‘Coup de Grâce‘ by the German director Volker Schlöndorff owes its title in French to the fact that it adapts for the screen the novel with the same name of the French writer Marguerite Yourcenar. The German title is ‘Der Fangschuß‘. ‘The film was made in 1976 and immediately succeeds in Schlöndorff‘s filmography’ The Lost Honor of Katharina Blum‘. Margarethe von Trotta, the co-director of the previous film, plays in the Coup de Grâce‘ the main role, this being probably the most remarkable role of her acting career, a career that she would have to abandon over a few years, transitioning for good in the film director’s seat, a very successful transition indeed. For Schlöndorff, the film is part of a series that addresses the issue of the roots of political violence. The story takes place in 1919 but the references are obvious to what was to happen in Germany for the next quarter century, perhaps even more evident than in the novel by the French writer, published in 1939, the year of the outbreak of World War II.
The place where the story told in the film takes place is East Prussia, a province near the Baltic Sea that was part of Germany until the First World War. Here the war continued even after the 1918 armistice, with rests of the German army fighting against the Bolshevik expansion with support from the Allies (former enemies). History seemed to have turned against them, but the militaristic fanaticism and the desire to maintain the old order and the privileges of the Prussian nobility urged them to continue fighting. The horror of the trenches and the bombings, the permanent violence and the executions of the prisoners had become part of the daily life. This morbid adventure, one of the local conflicts after World War I, ceased when the local population adopted the nationalist line that would lead to the proclamation of the independence of the Baltic countries. Against this backdrop, a story of not shared love takes place between Countess Sophie de Reval (Margarethe von Trotta) and the Prussian officer Erich von Lhomond (Matthias Habich). The end can only be tragic, but Schlöndorff gives the story a powerful political twist.

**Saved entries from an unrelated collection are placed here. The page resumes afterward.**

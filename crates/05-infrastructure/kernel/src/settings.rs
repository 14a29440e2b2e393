//! 内核配置
//!
//! 配置来源按优先级从低到高：内置默认值、配置文件（toml/json/yaml）、环境变量。
//! 环境变量使用 `MOCKBOT_` 前缀，嵌套字段用 `__` 分隔，例如
//! `MOCKBOT_BEHAVIOR=strict`、`MOCKBOT_LOGGING__LEVEL=debug`。

use crate::telemetry::LoggingConfig;
use config::{Config, Environment, File, Source};
use di_abstractions::ContainerConfig;
use mock_repository::MockBehavior;
use mockbot_common::{ConfigError, ConfigResult};
use serde::{Deserialize, Serialize};
use std::path::Path;
use tracing::{debug, error};

/// 内核配置
#[derive(Debug, Clone, PartialEq, Eq, Serialize, Deserialize)]
#[serde(default)]
pub struct KernelSettings {
    /// 默认模拟行为
    pub behavior: MockBehavior,
    /// 最大解析深度
    pub max_resolution_depth: usize,
    /// 是否检测循环依赖
    pub detect_circular_dependencies: bool,
    /// 日志配置
    pub logging: LoggingConfig,
}

impl Default for KernelSettings {
    fn default() -> Self {
        let container = ContainerConfig::default();
        Self {
            behavior: MockBehavior::default(),
            max_resolution_depth: container.max_resolution_depth,
            detect_circular_dependencies: container.enable_circular_dependency_detection,
            logging: LoggingConfig::default(),
        }
    }
}

impl KernelSettings {
    /// 默认配置文件（不含扩展名）
    pub const DEFAULT_FILE: &'static str = "config/mockbot";
    /// 环境变量前缀
    pub const ENV_PREFIX: &'static str = "MOCKBOT";

    /// 从默认配置文件（可选）和环境变量加载
    pub fn load() -> ConfigResult<Self> {
        Self::build(
            File::with_name(Self::DEFAULT_FILE).required(false),
            Self::ENV_PREFIX,
        )
    }

    /// 从指定配置文件和环境变量加载，文件必须存在
    pub fn load_from(path: impl AsRef<Path>) -> ConfigResult<Self> {
        Self::load_with_prefix(path, Self::ENV_PREFIX)
    }

    /// 使用自定义环境变量前缀加载
    pub fn load_with_prefix(path: impl AsRef<Path>, prefix: &str) -> ConfigResult<Self> {
        Self::build(File::from(path.as_ref()).required(true), prefix)
    }

    fn build<S>(file: S, prefix: &str) -> ConfigResult<Self>
    where
        S: Source + Send + Sync + 'static,
    {
        let config = Config::builder()
            .add_source(file)
            .add_source(
                Environment::with_prefix(prefix)
                    .prefix_separator("_")
                    .separator("__")
                    .try_parsing(true),
            )
            .build()
            .map_err(|e| {
                error!("配置构建失败: {}", e);
                ConfigError::LoadError {
                    source: Box::new(e),
                }
            })?;

        let settings: Self = config.try_deserialize().map_err(|e| {
            error!("配置绑定失败: {}", e);
            ConfigError::LoadError {
                source: Box::new(e),
            }
        })?;

        settings.validate()?;
        debug!("内核配置加载成功: {:?}", settings);
        Ok(settings)
    }

    /// 验证配置
    pub fn validate(&self) -> ConfigResult<()> {
        if self.max_resolution_depth == 0 {
            return Err(ConfigError::ValidationError {
                message: "max_resolution_depth 必须大于 0".to_string(),
            });
        }
        Ok(())
    }

    /// 对应的容器配置
    pub fn container_config(&self) -> ContainerConfig {
        ContainerConfig {
            enable_circular_dependency_detection: self.detect_circular_dependencies,
            max_resolution_depth: self.max_resolution_depth,
        }
    }
}
//! 服务描述
//!
//! Rust 没有运行时反射，每个可解析类型通过 [`Service::descriptor`] 提供自己的静态描述：
//! 形态、构造激活函数以及（接口的）代理工厂。

use crate::factory::{Activator, Instance};
use crate::interception::ProxyFactory;
use crate::resolver::ResolveContext;
use mockbot_common::{DependencyError, TypeInfo, TypeShape};
use std::any::TypeId;
use std::fmt;
use std::sync::Arc;

/// 可解析服务 trait
///
/// 为 `dyn Trait` 接口和具体结构体实现，通常由 `#[mockable]` 和
/// `#[derive(Injectable)]` 生成。
pub trait Service: Send + Sync + 'static {
    /// 类型描述
    fn descriptor() -> TypeDescriptor;
}

/// 类型描述
#[derive(Clone)]
pub struct TypeDescriptor {
    /// 类型信息
    pub info: TypeInfo,
    /// 类型形态
    pub shape: TypeShape,
    /// 构造激活函数（仅具体类型）
    pub activator: Option<Activator>,
    /// 代理工厂（仅可模拟的接口）
    pub proxy: Option<ProxyFactory>,
}

impl TypeDescriptor {
    /// 创建类型描述
    pub fn of<T: ?Sized + 'static>(shape: TypeShape) -> Self {
        Self {
            info: TypeInfo::of::<T>(),
            shape,
            activator: None,
            proxy: None,
        }
    }

    /// 设置构造激活函数
    pub fn with_activator(mut self, activator: Activator) -> Self {
        self.activator = Some(activator);
        self
    }

    /// 设置代理工厂
    pub fn with_proxy(mut self, proxy: ProxyFactory) -> Self {
        self.proxy = Some(proxy);
        self
    }

    pub fn name(&self) -> &str {
        &self.info.name
    }

    pub fn type_id(&self) -> TypeId {
        self.info.id
    }
}

impl fmt::Debug for TypeDescriptor {
    fn fmt(&self, f: &mut fmt::Formatter<'_>) -> fmt::Result {
        f.debug_struct("TypeDescriptor")
            .field("info", &self.info)
            .field("shape", &self.shape)
            .field("activatable", &self.activator.is_some())
            .field("proxyable", &self.proxy.is_some())
            .finish()
    }
}

/// 可注入组件 trait
///
/// 构造注入：依赖通过解析上下文递归解析
pub trait Injectable: Sized + Send + Sync + 'static {
    /// 使用解析上下文构建组件实例
    fn inject(ctx: &mut ResolveContext<'_>) -> Result<Self, DependencyError>;
}

/// 通过 [`Injectable`] 激活组件，可作为 [`Activator`] 使用
pub fn activate<T: Injectable>(ctx: &mut ResolveContext<'_>) -> Result<Instance, DependencyError> {
    let component = T::inject(ctx)?;
    Ok(Instance::new(Arc::new(component)))
}

/// 实现关系 trait
///
/// 类型到类型的绑定（`bind::<dyn I>().to::<Impl>()`）依赖它完成向上转换
pub trait Implements<I: ?Sized>: Send + Sync + 'static {
    fn upcast(self: Arc<Self>) -> Arc<I>;
}

/// 声明具体类型实现的接口
///
/// ```ignore
/// implements!(ServiceA => dyn IServiceA);
/// ```
#[macro_export]
macro_rules! implements {
    ($ty:ty => $($iface:ty),+ $(,)?) => {
        $(
            impl $crate::Implements<$iface> for $ty {
                fn upcast(self: ::std::sync::Arc<Self>) -> ::std::sync::Arc<$iface> {
                    self
                }
            }
        )+
    };
}

macro_rules! value_services {
    ($($ty:ty),* $(,)?) => {
        $(
            impl Service for $ty {
                fn descriptor() -> TypeDescriptor {
                    TypeDescriptor::of::<$ty>(TypeShape::value())
                }
            }
        )*
    };
}

value_services!(bool, char, i8, i16, i32, i64, i128, isize, u8, u16, u32, u64, u128, usize, f32, f64);

impl Service for String {
    fn descriptor() -> TypeDescriptor {
        TypeDescriptor::of::<String>(TypeShape::text())
    }
}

The cinematographic means chosen by the director are very interesting. I viewed a pretty poorly preserved copy, but that detail only added authenticity to the viewing experience. Schlöndorff uses black and white film and frames reminiscent of German films from the interwar period. The decadent atmosphere of the manor of the countess where most of the story takes place, however, has a surrealistic tint, accentuated by the presence of the character of Tante Praskovia played by Valeska Gert, a successful actress of that period, present among others on the poster of the first film version of Bertolt Brecht‘s ‘The 3 Penny Opera‘ of 1931. Margarethe von Trotta‘s acting creation is special, she plays a tragic character at the border between passion and reason, between femininity and despair. The atmosphere of “end of empire” is excellent sustained by the sets, both most of the time when the action takes place in the mansion keeping the atmosphere of other times, as well as in the war scenes or the ones filmed in the frozen nature. The narration is not without gaps, the final part of the story seems to be expedited and it is not as psychologically deep and motivated as the previous episodes. But the ending is exceptional, a real ‘coup de grace’. The film ends and a new, dark history page begins.